Springing into Action: The Importance of Wetland Delineations and Environmental Surveying

With spring upon us, now is the time to think about getting your environmental consultant back out in the field. This is our favorite time of year for wetland delineation— the multi-flora rose is still in check, it’s not too hot out, and the ticks are still sleepy (just kidding, ticks never sleep). Our comfort aside, Spring really is the time to capture critical survey windows for many threatened and endangered species. 

Let’s start by breaking down the basics:

What is a wetland?

A wetland represents a distinctive ecosystem characterized by permanent or seasonal water saturation, encompassing environments like swamps, marshes, bogs, vernal ponds, and related areas. They provide water quality improvement, flood protection, shoreline erosion control, food for humans and animals, and critical habitat for thousands of species of aquatic and terrestrial plants, aquatic organisms, and wildlife.  

What is wetland delineation?

Wetland delineation involves conducting fieldwork to identify and establish the boundary separating upland areas from wetlands on a property. This on-site investigation adheres to guidelines set forth by the United States Army Corps of Engineers (USACE) and is necessary for obtaining permits.

Why is wetland delineation important?

Wetland delineations play a critical role in offering insights into the location, size, and features of wetlands within a specific area. By pinpointing these areas, they facilitate informed decision-making regarding land use by identifying regions subject to regulatory protection under the Clean Water Act. 

Wetland delineation is essential for:

  1. Project Initiation: Wetland identification and delineations are a pivotal stage in the design process, serving in the initial phase of reducing or eliminating impacts to wetlands. By accurately locating wetland boundaries within a project area, the project can be designed in a more environmentally sensitive way, thereby decreasing the potential of inadvertently damaging wetland ecosystems.
  2. Water Quality: Conducting wetland delineations plays a crucial role in safeguarding water quality. By identifying wetlands, engineering controls, such as silt fencing, can be established to help protect wetlands from potential sources of both direct and indirect point source pollution.
  3. Project Design: Wetland hydrology and soil conditions require unique engineering design and control specific to these areas to ensure the safety and efficiency of any project including matting, excavation depths, and trench shoring.  
  4. Habitat Protection: A variety of threatened and endangered species utilize wetlands as core habitat.  Defining wetland boundaries allows for the identification of these habitats as they relate to a proposed project and allows for the planning of avoidance measures and engineering controls that protect these key species.
  5. Restoration: Knowing the boundaries of a wetland system before construction allows for proper restoration of the system following construction. 
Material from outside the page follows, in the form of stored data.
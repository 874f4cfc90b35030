//! Record normalizers: one spreadsheet row in, one validated record out.
//!
//! Every free-text field has a maximum persisted length; values over
//! the cap are silently truncated. This is a deliberate lossy
//! transform inherited from the destination schema, not an error.

pub mod article;
pub mod institution;
pub mod journal;

pub use article::ArticleRecord;
pub use institution::InstitutionRecord;
pub use journal::JournalRecord;

use crate::sheet::Row;

/// ISSN and E-ISSN columns are capped at 10 characters; no checksum or
/// format validation beyond the length cap.
const ISSN_MAX: usize = 10;

/// Cut `value` to at most `max_chars` characters.
pub(crate) fn truncate(value: &str, max_chars: usize) -> String {
    value.chars().take(max_chars).collect()
}

/// Optional-null ISSN/E-ISSN column: absent cell stores NULL, anything
/// present is stringified and capped, even when not valid ISSN syntax.
pub(crate) fn issn(row: &Row, header: &str) -> Option<String> {
    row.optional_text(header).map(|s| truncate(&s, ISSN_MAX))
}

#[cfg(test)]
mod tests {
    use super::*;
    use crate::sheet::Scalar;

    #[test]
    fn test_issn_truncated_to_ten_chars() {
        let mut row = Row::new();
        row.set("ISSN", Scalar::Text("123456789012".into()));
        assert_eq!(issn(&row, "ISSN").unwrap(), "1234567890");
    }

    #[test]
    fn test_short_issn_unchanged() {
        let mut row = Row::new();
        row.set("ISSN", Scalar::Text("1234-5678".into()));
        assert_eq!(issn(&row, "ISSN").unwrap(), "1234-5678");
    }

    #[test]
    fn test_numeric_issn_cell_stringified() {
        let mut row = Row::new();
        row.set("ISSN", Scalar::Float(1525.5555));
        assert_eq!(issn(&row, "ISSN").unwrap(), "1525.5555");
    }

    #[test]
    fn test_absent_issn_is_null() {
        let row = Row::new();
        assert_eq!(issn(&row, "ISSN"), None);
    }
}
Wetlands are present on every continent except Antarctica, showcasing a diverse array of shapes, sizes, and hydrological, ecological, and geological conditions. AEDES’ environmental team are experts in wetland identification and delineations all over the United States, providing a wide range of environmental services, including regulatory compliance and permitting, functional assessments of wetlands and streams, water resource studies, habitat assessments, resource management, and restoration and monitoring. 

Why is Spring a critical time to get out in the field?
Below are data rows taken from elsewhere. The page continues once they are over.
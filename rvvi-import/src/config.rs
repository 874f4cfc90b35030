//! Command-line configuration for rvvi-import

use std::path::PathBuf;

use clap::Parser;

/// Command-line arguments
///
/// The corpus is expected to be downloaded and extracted already; the
/// pipeline only reads the local directory tree.
#[derive(Parser, Debug)]
#[command(name = "rvvi-import")]
#[command(about = "Loads the RVVI bibliometric evaluation dataset into SQLite")]
#[command(version)]
pub struct Args {
    /// SQLite database file (created if missing)
    #[arg(short, long, env = "RVVI_DATABASE")]
    pub database: PathBuf,

    /// Root directory of the extracted evaluation corpus
    #[arg(short, long, env = "RVVI_CORPUS_DIR")]
    pub corpus_dir: PathBuf,

    /// XLSX register of research organisations; skipped when absent
    #[arg(short, long, env = "RVVI_INSTITUTIONS_FILE")]
    pub institutions_file: Option<PathBuf>,
}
During the winter when we can’t see what plants are there, it makes the delineation a lot harder. Certain plants bloom at certain times and spring is certainly a good time for some. As for wetlands, when plants start to grow that’s when we are better able to identify wetlands.

The start of the growing season is an ideal time to identify dominant plant species in a wetland without the site becoming overgrown and hard to navigate. More importantly, it allows time to identify the necessity for threatened/endangered species surveys while still meeting upcoming survey windows. 

What is the most efficient way to identify rare, threatened, and endangered plants?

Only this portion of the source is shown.